On 24 August 2014 at 03:20 local time, the M6.0 South Napa earthquake ruptured over 12 km of mapped and unmapped fault traces in a complex pattern (Fig. 1). This earthquake caused one fatality and may have caused up to $1 billion in damage, primarily from shaking-related damage to infrastructure on alluvial soils (Bray et al., 2014). Initial scientific response indicated that surface rupture primarily occurred on left-stepping en echelon discontinuous fractures. In the zone of highest coseismic slip, most reports indicated initial dextral slip on the order of 0.10 m, with isolated observations of up to a few tens of centimeters of offset (Bray et al., 2014). However by the second morning, 25 August 2014, slip on the main surface rupture trace had increased by 0.10–0.15 m indicating that significant postseismic slip was occurring.

Postseismic slip (also called afterslip) is common after moderate earthquakes, and has been measured directly on cultural features such as paint stripes, curbs, and tire tracks (e.g., Hudnut et al., 1989; Sharp et al., 1989), and measured using more precise methods including multiple linear regression of offset formerly straight features (e.g., Lienkaemper et al., 1991) and repeat surveys on alignment arrays (Lienkaemper et al., 2006, 2014). These methods have proven effective at determining horizontal slip rates on a fault trace, but do not necessarily provide a three-dimensional (3-D) sense of surface deformation within the fault zone.

Postseismic slip is important to quantify because it presents an ongoing hazard in the days following a ground-rupturing earthquake (Hudnut et al., 2014) and provides insight into frictional and rheological properties of fault zones (e.g., Copley et al., 2012; Hsu et al., 2006; Wei et al., 2015). Furthermore, the occurrence of postseismic slip on a fault, if not recognized, could lead to an overestimation of past earthquake magnitude from geologic offsets. An example of this from the historical record is the disagreement between magnitudes based on offset features seen in triangulated data (Yu and Segall, 1996) and shaking and ground-motion modeling of the A.D. 1868 Hayward fault earthquake (California; Aagaard et al., 2012).

New technologies are changing how we measure the Earth’s surface. Here we describe the use of rapid, high-resolution mapping using 3-D laser scanning. We describe how these data can be used in geospatial analyses, including the use of solid modeling techniques common to engineering fields.

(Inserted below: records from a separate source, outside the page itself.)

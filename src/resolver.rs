use crate::{info, types::RequirementSet};

use anyhow::{bail, format_err, Context, Result};
use lazy_static::lazy_static;
use regex::Regex;
use std::{path::Path, process::Command};

/// Discover a component's resolved dependency set by running a pip dry run
/// in its source directory and scraping the verbose resolution output.
///
/// The returned set carries the component's own name, which later drives the
/// direct/indirect classification.
pub fn resolve_from_dir(path: &Path) -> Result<RequirementSet> {
    if !path.exists() {
        bail!("Path not found '{}'", path.display());
    }

    // pip reuses a per-user build directory; leftovers poison the dry run
    let user = std::env::var("USER").unwrap_or_else(|_| "unknown".to_string());
    let _ = std::fs::remove_dir_all(std::env::temp_dir().join(format!("pip_build_{}", user)));

    let component = component_name(path)?;
    info!("Calculating requirements for {}...", component);

    let output = Command::new("pip")
        .args(["install", "--no-install", "--verbose", "-e", "."])
        .current_dir(path)
        .output()
        .context("Failed to execute pip")?;
    if !output.status.success() {
        match output.status.code() {
            Some(code) => bail!("pip exited with non-zero return code: {}.", code),
            None => bail!("pip process was terminated by signal."),
        }
    }

    let stdout = String::from_utf8_lossy(&output.stdout);
    Ok(collect_resolved_lines(&component, stdout.lines()))
}

/// The component's own name, as reported by its build metadata
fn component_name(path: &Path) -> Result<String> {
    let output = Command::new("python")
        .args(["setup.py", "--name"])
        .current_dir(path)
        .output()
        .context("Failed to query component name")?;
    if !output.status.success() {
        bail!("setup.py --name failed in '{}'", path.display());
    }

    // Build systems sometimes print warnings first; the name is the last line
    let stdout = String::from_utf8_lossy(&output.stdout);
    stdout
        .lines()
        .map(str::trim)
        .filter(|line| !line.is_empty())
        .last()
        .map(str::to_string)
        .ok_or_else(|| format_err!("setup.py reported no component name"))
}

/// Extract requirement/provenance pairs from pip's verbose resolution lines.
/// Lines that match neither record form are ignored.
pub fn collect_resolved_lines<'a, I>(component: &str, lines: I) -> RequirementSet
where
    I: IntoIterator<Item = &'a str>,
{
    lazy_static! {
        static ref DOWNLOADING: Regex =
            Regex::new(r"Downloading/unpacking (.*?) \(from (.*?)\)").unwrap();
        static ref SATISFIED: Regex =
            Regex::new(r"Requirement already satisfied.*?: (.*?) in .*?\(from (.*?)\)").unwrap();
    }

    let mut set = RequirementSet::new(Some(component.to_string()));
    for line in lines {
        let captures = DOWNLOADING
            .captures(line)
            .or_else(|| SATISFIED.captures(line));
        if let Some(captures) = captures {
            let spec = captures.get(1).map(|m| m.as_str()).unwrap_or("");
            let from = captures.get(2).map(|m| m.as_str());
            set.add_line(spec, from);
        }
    }
    set
}

#[cfg(test)]
mod test {
    use super::*;

    #[test]
    fn nonexistent_path_is_fatal() {
        let err = resolve_from_dir(Path::new("/definitely/not/a/real/path")).unwrap_err();
        assert!(err.to_string().contains("Path not found"));
    }

    #[test]
    fn collects_both_record_forms() {
        let lines = [
            "Obtaining file:///home/user/glance",
            "Downloading/unpacking glance-store>=0.1.8 (from glance)",
            "Requirement already satisfied (use --upgrade to upgrade): six>=1.7 in /usr/lib/python2.7 (from oslo.config->glance)",
            "Cleaning up...",
        ];
        let set = collect_resolved_lines("glance", lines);
        assert_eq!(set.len(), 2);

        assert_eq!(set.entries[0].name, "glance-store");
        assert_eq!(set.entries[0].provenance[0].name, "glance");
        assert!(set.is_direct(&set.entries[0]));

        assert_eq!(set.entries[1].name, "six");
        assert_eq!(set.entries[1].provenance[0].name, "oslo.config");
        assert_eq!(set.entries[1].provenance[1].name, "glance");
        assert!(!set.is_direct(&set.entries[1]));
    }

    #[test]
    fn unrelated_lines_are_ignored() {
        let set = collect_resolved_lines("glance", ["Running setup.py egg_info for package"]);
        assert!(set.is_empty());
    }
}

The West Napa fault zone was first mapped by Weaver (1949), and has been studied intermittently over the past several decades (Fox et al., 1973; Helley and Herd, 1977; Wagner and Bortugno, 1982; Fox, 1983; Hart and Bryant, 1999; Wesling and Hanson, 2008; Clahan et al., 2011). The West Napa fault zone initiated in the Neogene as a transpressive plate boundary element following the passage of the Mendocino triple junction, and much of the ongoing compressional tectonics leading to the current topographic configuration initiated in the latest Pliocene (Graymer et al., 2007). The fault zone is generally understood to be a secondary structure within the Pacific–North American plate boundary and is characterized by many anastomosing and en echelon faults that may connect with the Calaveras fault via the Contra Costa shear zone to the south (Brossy et al., 2010), and it may extend northward to the cities of St. Helena and Calistoga based on geomorphic evidence (Clahan et al., 2011) or may merge with the Maacama fault to the northwest based on geophysical evidence (Langenheim et al., 2010). The A.D. 2000 M5.2 Yountville earthquake was the most recent damaging earthquake on the West Napa fault zone prior to the 2014 earthquake, rupturing from north to south on the northern portion of the fault zone (Langenheim et al., 2006). The A.D. 1898 Mare Island earthquake may have occurred near the southern end of the fault zone (Hough, 2014).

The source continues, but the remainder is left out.